--- Problem description ---
Copy each line of the entries that contains the word "main".

Saved data entries
══════════

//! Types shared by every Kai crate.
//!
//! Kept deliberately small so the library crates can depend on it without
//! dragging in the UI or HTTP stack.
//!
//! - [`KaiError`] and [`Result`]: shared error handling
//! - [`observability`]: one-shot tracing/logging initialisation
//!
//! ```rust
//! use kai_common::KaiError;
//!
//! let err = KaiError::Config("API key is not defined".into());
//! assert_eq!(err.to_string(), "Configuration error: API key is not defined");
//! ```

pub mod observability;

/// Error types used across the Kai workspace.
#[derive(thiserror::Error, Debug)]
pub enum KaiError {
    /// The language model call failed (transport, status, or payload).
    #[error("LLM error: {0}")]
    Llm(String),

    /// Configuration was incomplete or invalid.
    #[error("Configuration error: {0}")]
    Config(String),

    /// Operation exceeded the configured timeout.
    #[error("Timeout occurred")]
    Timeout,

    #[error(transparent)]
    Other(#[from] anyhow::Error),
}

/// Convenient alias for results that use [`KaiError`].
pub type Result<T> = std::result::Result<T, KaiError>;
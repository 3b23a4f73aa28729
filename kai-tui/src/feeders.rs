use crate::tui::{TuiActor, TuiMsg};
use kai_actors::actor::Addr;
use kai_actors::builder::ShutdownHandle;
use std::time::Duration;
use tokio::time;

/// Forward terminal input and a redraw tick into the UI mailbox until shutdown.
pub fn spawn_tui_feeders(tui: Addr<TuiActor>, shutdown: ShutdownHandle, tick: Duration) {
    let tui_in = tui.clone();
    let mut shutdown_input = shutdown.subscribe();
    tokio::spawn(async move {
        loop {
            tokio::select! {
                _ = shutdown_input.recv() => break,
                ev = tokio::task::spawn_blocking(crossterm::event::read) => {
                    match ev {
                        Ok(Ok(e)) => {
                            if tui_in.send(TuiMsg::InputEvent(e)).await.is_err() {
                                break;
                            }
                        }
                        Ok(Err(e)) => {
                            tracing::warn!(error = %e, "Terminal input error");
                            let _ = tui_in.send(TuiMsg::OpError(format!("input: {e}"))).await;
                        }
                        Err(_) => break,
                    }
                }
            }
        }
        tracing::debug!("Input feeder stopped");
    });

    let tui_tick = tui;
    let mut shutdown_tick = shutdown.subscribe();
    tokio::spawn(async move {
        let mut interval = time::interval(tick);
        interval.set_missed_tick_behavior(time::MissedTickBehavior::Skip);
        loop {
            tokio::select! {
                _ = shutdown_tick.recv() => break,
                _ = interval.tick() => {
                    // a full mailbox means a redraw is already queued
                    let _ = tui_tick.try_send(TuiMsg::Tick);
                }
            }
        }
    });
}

══════════

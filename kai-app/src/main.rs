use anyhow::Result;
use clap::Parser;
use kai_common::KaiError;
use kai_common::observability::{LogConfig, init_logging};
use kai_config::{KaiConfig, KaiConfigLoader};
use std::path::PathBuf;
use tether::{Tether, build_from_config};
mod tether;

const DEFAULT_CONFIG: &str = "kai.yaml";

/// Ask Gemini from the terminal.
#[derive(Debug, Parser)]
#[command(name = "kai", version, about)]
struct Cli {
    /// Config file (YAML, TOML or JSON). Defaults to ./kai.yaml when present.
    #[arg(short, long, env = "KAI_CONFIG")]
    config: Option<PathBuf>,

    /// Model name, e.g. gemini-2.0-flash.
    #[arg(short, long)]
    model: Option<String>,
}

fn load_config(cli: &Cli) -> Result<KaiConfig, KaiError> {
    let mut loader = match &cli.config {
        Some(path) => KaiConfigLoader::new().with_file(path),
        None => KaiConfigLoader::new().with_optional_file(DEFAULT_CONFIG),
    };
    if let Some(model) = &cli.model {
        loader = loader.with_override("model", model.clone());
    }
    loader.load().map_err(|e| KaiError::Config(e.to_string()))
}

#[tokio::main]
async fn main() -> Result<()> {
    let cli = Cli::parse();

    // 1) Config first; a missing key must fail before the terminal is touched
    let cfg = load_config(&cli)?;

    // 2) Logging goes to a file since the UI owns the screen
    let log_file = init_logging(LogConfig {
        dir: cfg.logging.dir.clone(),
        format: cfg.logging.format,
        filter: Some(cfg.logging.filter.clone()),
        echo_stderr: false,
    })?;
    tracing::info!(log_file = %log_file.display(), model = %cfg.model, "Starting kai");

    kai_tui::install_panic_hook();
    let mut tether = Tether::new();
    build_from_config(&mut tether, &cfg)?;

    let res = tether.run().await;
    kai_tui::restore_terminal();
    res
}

══════════

--- Answer for the task ---
filename kai-app/src/main.rs
#[tokio::main]
async fn main() -> Result<()> {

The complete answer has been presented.